= Description of the task =
Please repeat the listing exactly, with every line intact.

**** Listed records

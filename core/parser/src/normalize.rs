//! FILENAME: core/parser/src/normalize.rs
//! PURPOSE: Canonicalizes raw equation text (typed or OCR output) into ASCII.
//! CONTEXT: First stage of the pipeline. Everything downstream assumes the
//! output of this pass: no whitespace, lowercase letters, '-' as the only
//! minus, '=' as the only equals, and squared x written as "x^2".
//!
//! MAPPINGS:
//! - Full-width forms (U+FF01..U+FF5E) to their ASCII counterparts
//! - Minus glyphs (− – — ‐ ‑ ﹣) to '-', equals glyphs (﹦) to '='
//! - Multiplication marks (× · ∙ ⋅ *) between a number and a variable are
//!   dropped; elsewhere they stay as '*'. "**" means power
//! - Superscripts ² ³ to "^2" "^3", radical '√' to "sqrt"
//! - "x2" (a common OCR misread of x²) to "x^2"
//! - ';' separates lines like a newline

use std::iter::Peekable;
use std::str::Chars;

/// Letters the equation families treat as unknowns.
const VARIABLE_LETTERS: &str = "xyz";

/// Normalizes a whole text blob. Empty lines are dropped.
pub fn normalize(raw: &str) -> String {
    raw.split(['\n', ';'])
        .map(normalize_line)
        .filter(|line| !line.is_empty())
        .collect::<Vec<_>>()
        .join("\n")
}

/// Normalizes a single line.
pub fn normalize_line(line: &str) -> String {
    let mapped = map_glyphs(line);
    Normalizer::new(&mapped).run()
}

/// Character-level glyph mapping and whitespace removal.
fn map_glyphs(line: &str) -> String {
    let mut out = String::with_capacity(line.len());
    for ch in line.chars() {
        let ch = fold_full_width(ch);
        match ch {
            c if c.is_whitespace() => {}
            '−' | '–' | '—' | '‐' | '‑' | '﹣' => out.push('-'),
            '﹦' => out.push('='),
            '×' | '·' | '∙' | '⋅' => out.push('*'),
            '²' => out.push_str("^2"),
            '³' => out.push_str("^3"),
            '√' => out.push_str("sqrt"),
            c => out.extend(c.to_lowercase()),
        }
    }
    out
}

/// Maps a full-width form onto ASCII; other characters pass through.
fn fold_full_width(ch: char) -> char {
    match ch {
        '\u{FF01}'..='\u{FF5E}' => char::from_u32(ch as u32 - 0xFEE0).unwrap_or(ch),
        '\u{3000}' => ' ',
        _ => ch,
    }
}

/// Scanner that rewrites power notation after glyph mapping.
struct Normalizer<'a> {
    input: Peekable<Chars<'a>>,
    output: String,
}

impl<'a> Normalizer<'a> {
    fn new(input: &'a str) -> Self {
        Normalizer {
            input: input.chars().peekable(),
            output: String::new(),
        }
    }

    fn run(mut self) -> String {
        while let Some(ch) = self.input.next() {
            match ch {
                '*' => self.read_star(),
                'x' => self.read_variable(),
                c => self.output.push(c),
            }
        }
        self.output
    }

    /// "**" is a power operator. A lone '*' is dropped only between a
    /// coefficient and a variable ("3*x" to "3x"); anywhere else it stays.
    fn read_star(&mut self) {
        if self.input.peek() == Some(&'*') {
            self.input.next();
            self.output.push('^');
            return;
        }

        let after_number =
            matches!(self.output.chars().last(), Some(c) if c.is_ascii_digit() || c == '.');
        let before_variable =
            matches!(self.input.peek(), Some(c) if VARIABLE_LETTERS.contains(*c));
        if !(after_number && before_variable) {
            self.output.push('*');
        }
    }

    /// Rewrites "x2" to "x^2" when the 2 is not the start of a longer number.
    fn read_variable(&mut self) {
        self.output.push('x');
        if self.input.peek() != Some(&'2') {
            return;
        }

        let mut lookahead = self.input.clone();
        lookahead.next();
        let continues_number =
            matches!(lookahead.peek(), Some(c) if c.is_ascii_digit() || *c == '.');
        if !continues_number {
            self.input.next();
            self.output.push_str("^2");
        }
    }
}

********

= Response area =
filename core/parser/src/normalize.rs
//! FILENAME: core/parser/src/normalize.rs
//! PURPOSE: Canonicalizes raw equation text (typed or OCR output) into ASCII.
//! CONTEXT: First stage of the pipeline. Everything downstream assumes the
//! output of this pass: no whitespace, lowercase letters, '-' as the only
//! minus, '=' as the only equals, and squared x written as "x^2".
//!
//! MAPPINGS:
//! - Full-width forms (U+FF01..U+FF5E) to their ASCII counterparts
//! - Minus glyphs (− – — ‐ ‑ ﹣) to '-', equals glyphs (﹦) to '='
//! - Multiplication marks (× · ∙ ⋅ *) between a number and a variable are
//!   dropped; elsewhere they stay as '*'. "**" means power
//! - Superscripts ² ³ to "^2" "^3", radical '√' to "sqrt"
//! - "x2" (a common OCR misread of x²) to "x^2"
//! - ';' separates lines like a newline

use std::iter::Peekable;
use std::str::Chars;

/// Letters the equation families treat as unknowns.
const VARIABLE_LETTERS: &str = "xyz";

/// Normalizes a whole text blob. Empty lines are dropped.
pub fn normalize(raw: &str) -> String {
    raw.split(['\n', ';'])
        .map(normalize_line)
        .filter(|line| !line.is_empty())
        .collect::<Vec<_>>()
        .join("\n")
}

/// Normalizes a single line.
pub fn normalize_line(line: &str) -> String {
    let mapped = map_glyphs(line);
    Normalizer::new(&mapped).run()
}

/// Character-level glyph mapping and whitespace removal.
fn map_glyphs(line: &str) -> String {
    let mut out = String::with_capacity(line.len());
    for ch in line.chars() {
        let ch = fold_full_width(ch);
        match ch {
            c if c.is_whitespace() => {}
            '−' | '–' | '—' | '‐' | '‑' | '﹣' => out.push('-'),
            '﹦' => out.push('='),
            '×' | '·' | '∙' | '⋅' => out.push('*'),
            '²' => out.push_str("^2"),
            '³' => out.push_str("^3"),
            '√' => out.push_str("sqrt"),
            c => out.extend(c.to_lowercase()),
        }
    }
    out
}

/// Maps a full-width form onto ASCII; other characters pass through.
fn fold_full_width(ch: char) -> char {
    match ch {
        '\u{FF01}'..='\u{FF5E}' => char::from_u32(ch as u32 - 0xFEE0).unwrap_or(ch),
        '\u{3000}' => ' ',
        _ => ch,
    }
}

/// Scanner that rewrites power notation after glyph mapping.
struct Normalizer<'a> {
    input: Peekable<Chars<'a>>,
    output: String,
}

impl<'a> Normalizer<'a> {
    fn new(input: &'a str) -> Self {
        Normalizer {
            input: input.chars().peekable(),
            output: String::new(),
        }
    }

    fn run(mut self) -> String {
        while let Some(ch) = self.input.next() {
            match ch {
                '*' => self.read_star(),
                'x' => self.read_variable(),
                c => self.output.push(c),
            }
        }
        self.output
    }

    /// "**" is a power operator. A lone '*' is dropped only between a
    /// coefficient and a variable ("3*x" to "3x"); anywhere else it stays.
    fn read_star(&mut self) {
        if self.input.peek() == Some(&'*') {
            self.input.next();
            self.output.push('^');
            return;
        }

        let after_number =
            matches!(self.output.chars().last(), Some(c) if c.is_ascii_digit() || c == '.');
        let before_variable =
            matches!(self.input.peek(), Some(c) if VARIABLE_LETTERS.contains(*c));
        if !(after_number && before_variable) {
            self.output.push('*');
        }
    }

    /// Rewrites "x2" to "x^2" when the 2 is not the start of a longer number.
    fn read_variable(&mut self) {
        self.output.push('x');
        if self.input.peek() != Some(&'2') {
            return;
        }

        let mut lookahead = self.input.clone();
        lookahead.next();
        let continues_number =
            matches!(lookahead.peek(), Some(c) if c.is_ascii_digit() || *c == '.');
        if !continues_number {
            self.input.next();
            self.output.push_str("^2");
        }
    }
}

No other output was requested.